B cell cytopenia in two brothers with hyper-IgD and periodic fever syndrome.

UNLABELLED

We report on two brothers with hyperimmunoglobulinemia D (patient 1: serum immunoglobulin D [IgD] concentration initially 61 IU/ml, later on 340 IU/ml; patient 2: serum IgD concentration 144 IU/ml; normal <100 IU/ml, 97th centile) and periodic fever syndrome (HIDS). Both are compound heterozygous for the mevalonate kinase (MVK) mutations V377I and I268T. They developed significant B cell cytopenia (7%, 129/microl and 11%, 132/microl, respectively; normal ranges 12-22%, 300-500/microl) with hypogammaglobulinemia (IgG 5.48 g/l and IgG 5.22 g/l, respectively; normal range IgG 6-13 g/l). Furthermore, the clinical spectrum shows an interesting atypical autoinflammatory symptomatology.
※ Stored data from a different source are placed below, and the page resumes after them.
//! Scenario: a message posted to a busy agent queues, then drains when
//! the agent idles.

use crate::prelude::*;
use serde_json::json;
use warden_core::{MessageKind, NewMessage};

#[tokio::test]
async fn queued_message_delivers_after_idle() {
    let h = start_harness().await;

    // Busy agent: unscripted child, handshake only
    let record = h
        .supervisor
        .manager
        .create(agent_spec("worker", "task"))
        .await
        .unwrap();
    let id = record.id.clone();
    h.adapter
        .emit_event(&id, json!({"type": "system", "subtype": "init", "session_id": "S"}))
        .await;
    settle().await;

    // Posted while running: no delivery yet
    let posted = h
        .supervisor
        .bus
        .post(NewMessage::to_agent("a-9", id.clone(), MessageKind::Info, "X"))
        .unwrap();
    settle().await;
    let spawns_so_far = h.adapter.calls().len();

    // Child finishes its turn; the idle drain kicks in
    h.adapter.push_script(happy_script("S"));
    h.adapter
        .emit_event(
            &id,
            json!({"type": "result", "num_turns": 1, "usage": {"input_tokens": 1, "output_tokens": 2}}),
        )
        .await;
    h.adapter.emit_exit(&id, 0).await;
    settle().await;
    settle().await;

    assert!(h.adapter.calls().len() > spawns_so_far, "a delivery spawn happened");
    let args = h.adapter.last_spawn_args().unwrap();
    let prompt = args.last().unwrap();
    assert!(prompt.starts_with("[Message from a-9 - type: info]"));
    assert!(prompt.contains("<message-content>\nX\n</message-content>"));

    // The recipient is now in readBy
    let stored = h.supervisor.bus.query(&Default::default());
    assert!(stored
        .iter()
        .any(|m| m.id == posted.id && m.is_read_by(id.as_str())));

    h.supervisor.shutdown().await;
}

#[tokio::test]
async fn queued_messages_drain_oldest_first() {
    let h = start_harness().await;

    let record = h
        .supervisor
        .manager
        .create(agent_spec("worker", "task"))
        .await
        .unwrap();
    let id = record.id.clone();
    h.adapter
        .emit_event(&id, json!({"type": "system", "subtype": "init", "session_id": "S"}))
        .await;
    settle().await;

    h.supervisor
        .bus
        .post(NewMessage::to_agent("a-9", id.clone(), MessageKind::Info, "first"))
        .unwrap();
    h.supervisor
        .bus
        .post(NewMessage::to_agent("a-9", id.clone(), MessageKind::Info, "second"))
        .unwrap();

    h.adapter.push_script(happy_script("S"));
    h.adapter
        .emit_event(
            &id,
            json!({"type": "result", "num_turns": 1, "usage": {"input_tokens": 1, "output_tokens": 2}}),
        )
        .await;
    h.adapter.emit_exit(&id, 0).await;
    settle().await;
    settle().await;

    // The drain delivered the oldest pending message
    let delivered: Vec<String> = h
        .adapter
        .calls()
        .iter()
        .filter_map(|c| match c {
            warden_adapters::ChildCall::Spawn { args, .. } => args.last().cloned(),
            _ => None,
        })
        .filter(|prompt| prompt.starts_with("[Message from"))
        .collect();
    assert!(!delivered.is_empty());
    assert!(delivered[0].contains("first"));

    h.supervisor.shutdown().await;
}

#[tokio::test]
async fn status_messages_are_never_auto_delivered() {
    let h = start_harness().await;
    h.adapter.push_script(happy_script("S"));
    let record = h
        .supervisor
        .manager
        .create(agent_spec("worker", "task"))
        .await
        .unwrap();
    settle().await;
    let spawns_before = h.adapter.calls().len();

    h.supervisor
        .bus
        .post(NewMessage::to_agent(
            "a-9",
            record.id.clone(),
            MessageKind::Status,
            "heartbeat",
        ))
        .unwrap();
    settle().await;

    assert_eq!(h.adapter.calls().len(), spawns_before);
    h.supervisor.shutdown().await;
}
The therapy consisted of prednisone, azathioprine, and intravenous immunoglobulins (IVIG), which results in reduced incidence and severity of febrile attacks.

CONCLUSION

The pathogenesis and clinical presentation of HIDS is still not fully understood and show a great variability. To our knowledge, severe B cell cytopenia in children with HIDS has not been reported before. Furthermore, the therapy of febrile episodes is still performed on an individual basis in affected patients.